I have a simple program

int main()
{
    
    int a = 1; // variable declaration
    printf("a before: %d \n", a); // a is 1
    int* b = &a; // pointer declaration - get the memory address of variable `a` with the `&` reference opeartor
    *b = 2; // dereference to access data contained the memory block of variable `a` via the the `*` dereference operator
    printf("a after : %d", a); // a becomes 2
    return 0;
}

I wonder which mental model is correct:

1. assume variable a points to the memory address 100000f91 at which the data int 1 is stored. By doing this assignment *b = 2 we change the content/data from int 1 to int 2 but the data is still in the original memory address i.e. 100000f91.

2. By doing this assignment *b = 2, we change where the variable a point from the memory address 100000f91 to somewhere else e.g. 100000f92 at which the new data int 2 is stored

Please feel free to correct me if I am wrong here. whichever the mental model is correct, I wonder if the same mental model can still apply when we pass a by reference to a function as in

void fn(int* b) {}

CodePudding user response：

The address of a variable never changes during its lifetime.

This means that changing a variable's value, either directly:

a = 2;

Or indirectly:

b = &a;
*b = 2;

Never changes its address. So your first mental model is correct.

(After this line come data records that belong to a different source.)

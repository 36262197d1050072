use miette::{IntoDiagnostic, Result, WrapErr};
use serde::{Deserialize, Serialize};
use std::path::Path;

/// Configuration for a classreaper analysis run
#[derive(Debug, Clone, Serialize, Deserialize)]
#[serde(default)]
pub struct Config {
    /// Class-name or path patterns to limit analysis to. Empty means all.
    pub include: Vec<String>,

    /// Patterns to exclude from analysis entirely
    pub exclude: Vec<String>,

    /// Patterns for classes intended for use outside this code base -
    /// never reported as dead
    pub external: Vec<String>,

    /// Fully qualified class name to emit use/used-by tracing for
    pub trace_class: Option<String>,

    /// Report configuration
    pub report: ReportConfig,
}

#[derive(Debug, Clone, Serialize, Deserialize)]
#[serde(default)]
pub struct ReportConfig {
    /// Output format: terminal, json
    pub format: String,
}

impl Default for Config {
    fn default() -> Self {
        Self {
            include: vec![],
            exclude: vec![],
            external: vec![],
            trace_class: None,
            report: ReportConfig::default(),
        }
    }
}

impl Default for ReportConfig {
    fn default() -> Self {
        Self {
            format: "terminal".to_string(),
        }
    }
}

impl Config {
    /// Load configuration from a file (TOML or JSON)
    pub fn from_file(path: &Path) -> Result<Self> {
        let contents = std::fs::read_to_string(path)
            .into_diagnostic()
            .wrap_err_with(|| format!("Failed to read config file: {}", path.display()))?;

        let extension = path.extension().and_then(|e| e.to_str()).unwrap_or("");

        match extension {
            "toml" => toml::from_str(&contents)
                .into_diagnostic()
                .wrap_err("Failed to parse TOML config"),
            "json" => serde_json::from_str(&contents)
                .into_diagnostic()
                .wrap_err("Failed to parse JSON config"),
            _ => {
                // Try TOML first, then JSON
                if let Ok(config) = toml::from_str(&contents) {
                    Ok(config)
                } else {
                    serde_json::from_str(&contents)
                        .into_diagnostic()
                        .wrap_err("Failed to parse config file")
                }
            }
        }
    }

    /// Try to load configuration from default locations
    pub fn from_default_locations(project_root: &Path) -> Result<Self> {
        let default_names = [
            ".classreaper.toml",
            "classreaper.toml",
            ".classreaper.json",
            "classreaper.json",
        ];

        for name in &default_names {
            let path = project_root.join(name);
            if path.exists() {
                return Self::from_file(&path);
            }
        }

        // No config file found, use defaults
        Ok(Self::default())
    }
}
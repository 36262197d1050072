mod json;
mod terminal;

pub use json::JsonReporter;
pub use terminal::TerminalReporter;

use crate::analysis::AnalysisReport;
use miette::Result;
use std::path::PathBuf;

/// Output format for reports
#[derive(Debug, Clone, Default)]
pub enum ReportFormat {
    #[default]
    Terminal,
    Json,
}

/// Reporter for presenting analysis results
pub struct Reporter {
    format: ReportFormat,
    output_path: Option<PathBuf>,
}

impl Reporter {
    pub fn new(format: ReportFormat, output_path: Option<PathBuf>) -> Self {
        Self {
            format,
            output_path,
        }
    }

    /// Present the analysis outcome
    pub fn report(&self, analysis: &AnalysisReport) -> Result<()> {
        match &self.format {
            ReportFormat::Terminal => {
                let reporter = TerminalReporter::new();
                reporter.report(analysis)
            }
            ReportFormat::Json => {
                let reporter = JsonReporter::new(self.output_path.clone());
                reporter.report(analysis)
            }
        }
    }
}
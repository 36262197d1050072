use std::path::{Path, PathBuf};

use ignore::WalkBuilder;
use tracing::{debug, trace};

/// Kind of analyzable artifact
#[derive(Debug, Clone, Copy, PartialEq, Eq, Hash)]
pub enum ArtifactKind {
    /// Compiled `.class` file
    ClassFile,
    /// Java `.java` source unit
    JavaSource,
}

impl ArtifactKind {
    /// Determine artifact kind from path
    pub fn from_path(path: &Path) -> Option<Self> {
        match path.extension()?.to_str()? {
            "class" => Some(ArtifactKind::ClassFile),
            "java" => Some(ArtifactKind::JavaSource),
            _ => None,
        }
    }
}

/// A discovered artifact within the analysis root
#[derive(Debug, Clone)]
pub struct Artifact {
    pub path: PathBuf,
    pub kind: ArtifactKind,
}

/// Finds class and source artifacts under an analysis root
pub struct ArtifactFinder;

impl ArtifactFinder {
    pub fn new() -> Self {
        Self
    }

    /// Walk the root and collect every class and source artifact.
    pub fn find(&self, root: &Path) -> Vec<Artifact> {
        debug!("Scanning for artifacts in: {}", root.display());

        // Compiled output directories are routinely gitignored, so the
        // usual ignore-file handling would hide exactly the files this
        // tool exists to read. Only hidden entries are skipped.
        let walker = WalkBuilder::new(root)
            .hidden(true)
            .git_ignore(false)
            .git_global(false)
            .git_exclude(false)
            .ignore(false)
            .parents(false)
            .follow_links(false)
            .build();

        let artifacts: Vec<Artifact> = walker
            .filter_map(|entry| entry.ok())
            .filter(|entry| entry.file_type().map(|t| t.is_file()).unwrap_or(false))
            .filter_map(|entry| {
                let path = entry.path();
                let kind = ArtifactKind::from_path(path)?;
                trace!("Found {:?}: {}", kind, path.display());
                Some(Artifact {
                    path: path.to_path_buf(),
                    kind,
                })
            })
            .collect();

        debug!("Found {} artifacts", artifacts.len());
        artifacts
    }
}

impl Default for ArtifactFinder {
    fn default() -> Self {
        Self::new()
    }
}
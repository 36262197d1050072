use crate::analysis::AnalysisReport;
use miette::{IntoDiagnostic, Result};
use serde::Serialize;
use std::path::PathBuf;

/// JSON reporter for programmatic output
pub struct JsonReporter {
    output_path: Option<PathBuf>,
}

impl JsonReporter {
    pub fn new(output_path: Option<PathBuf>) -> Self {
        Self { output_path }
    }

    pub fn report(&self, analysis: &AnalysisReport) -> Result<()> {
        let report = JsonReport {
            version: env!("CARGO_PKG_VERSION"),
            candidate_count: analysis.candidate_count,
            unused_count: analysis.unused.len(),
            unused: analysis
                .sorted_unused()
                .into_iter()
                .map(str::to_string)
                .collect(),
        };
        let json = serde_json::to_string_pretty(&report).into_diagnostic()?;

        if let Some(path) = &self.output_path {
            std::fs::write(path, &json).into_diagnostic()?;
            println!("Report written to: {}", path.display());
        } else {
            println!("{}", json);
        }

        Ok(())
    }
}

#[derive(Serialize)]
struct JsonReport {
    version: &'static str,
    candidate_count: usize,
    unused_count: usize,
    unused: Vec<String>,
}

Also, this statement is incorrect:

assume variable a points to the memory address

a is not a pointer type so it does not point to an address. Like all variables, it has an address that does not change.

CodePudding user response：

The variable a is not moved through the memory. The memory for the variable a is allocated as soon as it is defined.

The variable a points nowhere. It is designed to store an object of the type int.

It is the pointer b that stores the address of the variable a

int* b = &a;

So dereferencing the pointer we get an access to the memory allocated for the variable a and can change the stored object in this memory.

Here is a demonstration program that can help to make understanding easy.

#include <stdio.h>

int main( void )
{
    int a = 1;

    printf( "The address of the variable a is %p\n", ( void * )&a );

    int *b = &a;

    printf( "The address stored in the variable b is %p\n", ( void * )b );

    *b = 2;

    printf( "After the assignment the address of the variable a is %p\n", ( void * )&a );
}

The program output might look like

The address of the variable a is 006FF9D4
The address stored in the variable b is 006FF9D4
After the assignment the address of the variable a is 006FF9D4

As you can see after the assignment

    *b = 2;

the address of the variable a was not changed. It is the value that is stored in the memory occupied by the variable a that was changed.

You may consider a variable as a named extent of memory designed to store objects of the specified type used to declare the variable.